Sandy pushed eagerly through the crowd and presented himself at Ruth’s side. She was sitting with several boys on the stage steps, her cheeks flushed from the dance, and a loosened curl falling across her bare shoulder. He tried to claim his dance, but the words, too long confined, rushed to his lips so madly as to form a blockade.
She looked up and saw him—saw the longing and doubt in his eyes, and came to his rescue.
“Isn’t this our dance, Mr. Kilday?” she said, half smiling, half timidly.
In the excitement of the moment he forgot his carefully practised bow, and the omission brought such chagrin that he started out with the wrong foot. There was a gentle, ripping sound, and a quarter of a yard of lace trailed from the hem of his partner’s skirt.

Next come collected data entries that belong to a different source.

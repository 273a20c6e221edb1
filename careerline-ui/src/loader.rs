#![cfg(target_arch = "wasm32")]

use careerline_core::{LoadError, TimelineConfig, YearRecord};
use gloo_net::http::Request;

use crate::startup::{check_status, load_with};

/// Loads both documents over HTTP, one after the other, and merges them.
pub async fn load_timeline(config: &TimelineConfig) -> Result<Vec<YearRecord>, LoadError> {
    load_with(config, fetch_document).await
}

async fn fetch_document(url: String) -> Result<String, LoadError> {
    let network_error = |err: gloo_net::Error| LoadError::Network {
        document: url.clone(),
        message: err.to_string(),
    };

    let resp = Request::get(&url).send().await.map_err(network_error)?;
    check_status(&url, resp.status(), &resp.status_text())?;
    log::debug!("fetched {url} ({})", resp.status());
    resp.text().await.map_err(network_error)
}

“Did I put me foot in it?” cried Sandy, in such burning consternation that Ruth laughed.
“It doesn’t matter a bit,” she said lightly, as she stooped to pin it up. “It shows I’ve had a good time. Come! Don’t let’s miss the music.”
He took her hand, and they stepped out on the polished floor. The blissful agony of those first few moments was intolerably sweet.
She was actually dancing with him (one, two, three; one, two, three). Her soft hair was close to his cheek (one, two, three; one, two, three). What if he should miss a step (one, two, three)—or fall?
He stole a glance at her; she smiled reassuringly. Then he forgot all about the steps and counting time. He felt as he had that morning on shipboard when the America passed the Great Britain. All the joy of boyhood resurged through his veins, and he danced in a wild abandonment of bliss; for the band was playing “Home, Sweet Home,” and to Sandy it meant that, come what might, within her shining eyes his gipsy soul had found its final home.